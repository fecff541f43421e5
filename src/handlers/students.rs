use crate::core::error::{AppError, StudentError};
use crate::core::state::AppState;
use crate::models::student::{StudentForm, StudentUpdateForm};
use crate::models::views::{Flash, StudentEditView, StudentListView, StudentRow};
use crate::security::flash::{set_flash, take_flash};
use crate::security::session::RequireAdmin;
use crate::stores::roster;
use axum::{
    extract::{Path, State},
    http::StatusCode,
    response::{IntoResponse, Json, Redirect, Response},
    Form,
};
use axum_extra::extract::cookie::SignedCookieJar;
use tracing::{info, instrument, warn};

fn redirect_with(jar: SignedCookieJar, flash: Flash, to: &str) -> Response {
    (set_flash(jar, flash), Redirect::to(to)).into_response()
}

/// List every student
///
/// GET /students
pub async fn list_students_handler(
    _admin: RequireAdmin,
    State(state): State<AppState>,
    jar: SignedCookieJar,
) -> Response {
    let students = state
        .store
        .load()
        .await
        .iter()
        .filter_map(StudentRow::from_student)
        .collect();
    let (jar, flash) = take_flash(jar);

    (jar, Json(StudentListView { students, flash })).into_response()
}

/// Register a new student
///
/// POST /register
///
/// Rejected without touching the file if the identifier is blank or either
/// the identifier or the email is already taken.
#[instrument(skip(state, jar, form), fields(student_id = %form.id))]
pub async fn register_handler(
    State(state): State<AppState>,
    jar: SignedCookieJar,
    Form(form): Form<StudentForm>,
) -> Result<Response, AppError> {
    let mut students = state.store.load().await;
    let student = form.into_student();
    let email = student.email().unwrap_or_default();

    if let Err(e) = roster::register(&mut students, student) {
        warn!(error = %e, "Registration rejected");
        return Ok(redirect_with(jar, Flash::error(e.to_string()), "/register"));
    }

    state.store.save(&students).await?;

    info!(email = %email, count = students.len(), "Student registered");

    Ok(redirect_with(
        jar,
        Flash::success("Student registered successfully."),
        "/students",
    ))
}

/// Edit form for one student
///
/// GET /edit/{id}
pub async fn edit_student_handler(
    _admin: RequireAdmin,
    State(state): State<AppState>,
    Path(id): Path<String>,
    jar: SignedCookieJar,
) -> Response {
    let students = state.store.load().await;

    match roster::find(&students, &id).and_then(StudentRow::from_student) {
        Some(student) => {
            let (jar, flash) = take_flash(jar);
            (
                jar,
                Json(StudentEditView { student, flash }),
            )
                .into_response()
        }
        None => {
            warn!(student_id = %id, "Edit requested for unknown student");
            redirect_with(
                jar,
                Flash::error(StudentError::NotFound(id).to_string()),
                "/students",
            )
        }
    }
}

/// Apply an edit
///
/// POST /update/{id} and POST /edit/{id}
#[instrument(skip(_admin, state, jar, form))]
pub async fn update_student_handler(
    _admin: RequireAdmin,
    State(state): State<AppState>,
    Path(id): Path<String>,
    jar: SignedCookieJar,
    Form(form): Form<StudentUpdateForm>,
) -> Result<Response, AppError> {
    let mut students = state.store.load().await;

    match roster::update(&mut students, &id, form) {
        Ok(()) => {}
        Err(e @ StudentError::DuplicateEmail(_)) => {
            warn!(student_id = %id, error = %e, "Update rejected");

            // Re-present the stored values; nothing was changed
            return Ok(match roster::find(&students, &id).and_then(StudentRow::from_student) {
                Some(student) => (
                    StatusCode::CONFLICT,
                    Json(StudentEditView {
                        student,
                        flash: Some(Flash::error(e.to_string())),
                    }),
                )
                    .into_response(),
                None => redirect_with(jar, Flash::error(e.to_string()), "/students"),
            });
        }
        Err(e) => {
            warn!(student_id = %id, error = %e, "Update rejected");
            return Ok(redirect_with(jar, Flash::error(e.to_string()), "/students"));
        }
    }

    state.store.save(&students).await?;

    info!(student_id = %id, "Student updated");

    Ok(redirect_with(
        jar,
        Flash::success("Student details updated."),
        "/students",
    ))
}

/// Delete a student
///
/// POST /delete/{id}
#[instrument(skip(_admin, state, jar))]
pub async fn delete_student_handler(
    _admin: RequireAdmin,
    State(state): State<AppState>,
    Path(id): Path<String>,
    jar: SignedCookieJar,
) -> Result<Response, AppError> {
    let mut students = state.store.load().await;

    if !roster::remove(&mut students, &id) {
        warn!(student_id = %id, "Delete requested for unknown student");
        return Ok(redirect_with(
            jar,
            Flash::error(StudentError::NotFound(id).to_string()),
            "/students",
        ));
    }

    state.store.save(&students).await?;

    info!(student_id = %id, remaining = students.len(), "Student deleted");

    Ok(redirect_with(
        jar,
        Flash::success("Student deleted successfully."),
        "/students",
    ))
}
########################################
Aim of the exercise: Transcribe all the entries exactly, as they stand.

Answer to the exercise:
repository fecff541f43421e5
filename src/handlers/students.rs
use crate::core::error::{AppError, StudentError};
use crate::core::state::AppState;
use crate::models::student::{StudentForm, StudentUpdateForm};
use crate::models::views::{Flash, StudentEditView, StudentListView, StudentRow};
use crate::security::flash::{set_flash, take_flash};
use crate::security::session::RequireAdmin;
use crate::stores::roster;
use axum::{
    extract::{Path, State},
    http::StatusCode,
    response::{IntoResponse, Json, Redirect, Response},
    Form,
};
use axum_extra::extract::cookie::SignedCookieJar;
use tracing::{info, instrument, warn};

fn redirect_with(jar: SignedCookieJar, flash: Flash, to: &str) -> Response {
    (set_flash(jar, flash), Redirect::to(to)).into_response()
}

/// List every student
///
/// GET /students
pub async fn list_students_handler(
    _admin: RequireAdmin,
    State(state): State<AppState>,
    jar: SignedCookieJar,
) -> Response {
    let students = state
        .store
        .load()
        .await
        .iter()
        .filter_map(StudentRow::from_student)
        .collect();
    let (jar, flash) = take_flash(jar);

    (jar, Json(StudentListView { students, flash })).into_response()
}

/// Register a new student
///
/// POST /register
///
/// Rejected without touching the file if the identifier is blank or either
/// the identifier or the email is already taken.
#[instrument(skip(state, jar, form), fields(student_id = %form.id))]
pub async fn register_handler(
    State(state): State<AppState>,
    jar: SignedCookieJar,
    Form(form): Form<StudentForm>,
) -> Result<Response, AppError> {
    let mut students = state.store.load().await;
    let student = form.into_student();
    let email = student.email().unwrap_or_default();

    if let Err(e) = roster::register(&mut students, student) {
        warn!(error = %e, "Registration rejected");
        return Ok(redirect_with(jar, Flash::error(e.to_string()), "/register"));
    }

    state.store.save(&students).await?;

    info!(email = %email, count = students.len(), "Student registered");

    Ok(redirect_with(
        jar,
        Flash::success("Student registered successfully."),
        "/students",
    ))
}

/// Edit form for one student
///
/// GET /edit/{id}
pub async fn edit_student_handler(
    _admin: RequireAdmin,
    State(state): State<AppState>,
    Path(id): Path<String>,
    jar: SignedCookieJar,
) -> Response {
    let students = state.store.load().await;

    match roster::find(&students, &id).and_then(StudentRow::from_student) {
        Some(student) => {
            let (jar, flash) = take_flash(jar);
            (
                jar,
                Json(StudentEditView { student, flash }),
            )
                .into_response()
        }
        None => {
            warn!(student_id = %id, "Edit requested for unknown student");
            redirect_with(
                jar,
                Flash::error(StudentError::NotFound(id).to_string()),
                "/students",
            )
        }
    }
}

/// Apply an edit
///
/// POST /update/{id} and POST /edit/{id}
#[instrument(skip(_admin, state, jar, form))]
pub async fn update_student_handler(
    _admin: RequireAdmin,
    State(state): State<AppState>,
    Path(id): Path<String>,
    jar: SignedCookieJar,
    Form(form): Form<StudentUpdateForm>,
) -> Result<Response, AppError> {
    let mut students = state.store.load().await;

    match roster::update(&mut students, &id, form) {
        Ok(()) => {}
        Err(e @ StudentError::DuplicateEmail(_)) => {
            warn!(student_id = %id, error = %e, "Update rejected");

            // Re-present the stored values; nothing was changed
            return Ok(match roster::find(&students, &id).and_then(StudentRow::from_student) {
                Some(student) => (
                    StatusCode::CONFLICT,
                    Json(StudentEditView {
                        student,
                        flash: Some(Flash::error(e.to_string())),
                    }),
                )
                    .into_response(),
                None => redirect_with(jar, Flash::error(e.to_string()), "/students"),
            });
        }
        Err(e) => {
            warn!(student_id = %id, error = %e, "Update rejected");
            return Ok(redirect_with(jar, Flash::error(e.to_string()), "/students"));
        }
    }

    state.store.save(&students).await?;

    info!(student_id = %id, "Student updated");

    Ok(redirect_with(
        jar,
        Flash::success("Student details updated."),
        "/students",
    ))
}

/// Delete a student
///
/// POST /delete/{id}
#[instrument(skip(_admin, state, jar))]
pub async fn delete_student_handler(
    _admin: RequireAdmin,
    State(state): State<AppState>,
    Path(id): Path<String>,
    jar: SignedCookieJar,
) -> Result<Response, AppError> {
    let mut students = state.store.load().await;

    if !roster::remove(&mut students, &id) {
        warn!(student_id = %id, "Delete requested for unknown student");
        return Ok(redirect_with(
            jar,
            Flash::error(StudentError::NotFound(id).to_string()),
            "/students",
        ));
    }

    state.store.save(&students).await?;

    info!(student_id = %id, remaining = students.len(), "Student deleted");

    Ok(redirect_with(
        jar,
        Flash::success("Student deleted successfully."),
        "/students",
    ))
}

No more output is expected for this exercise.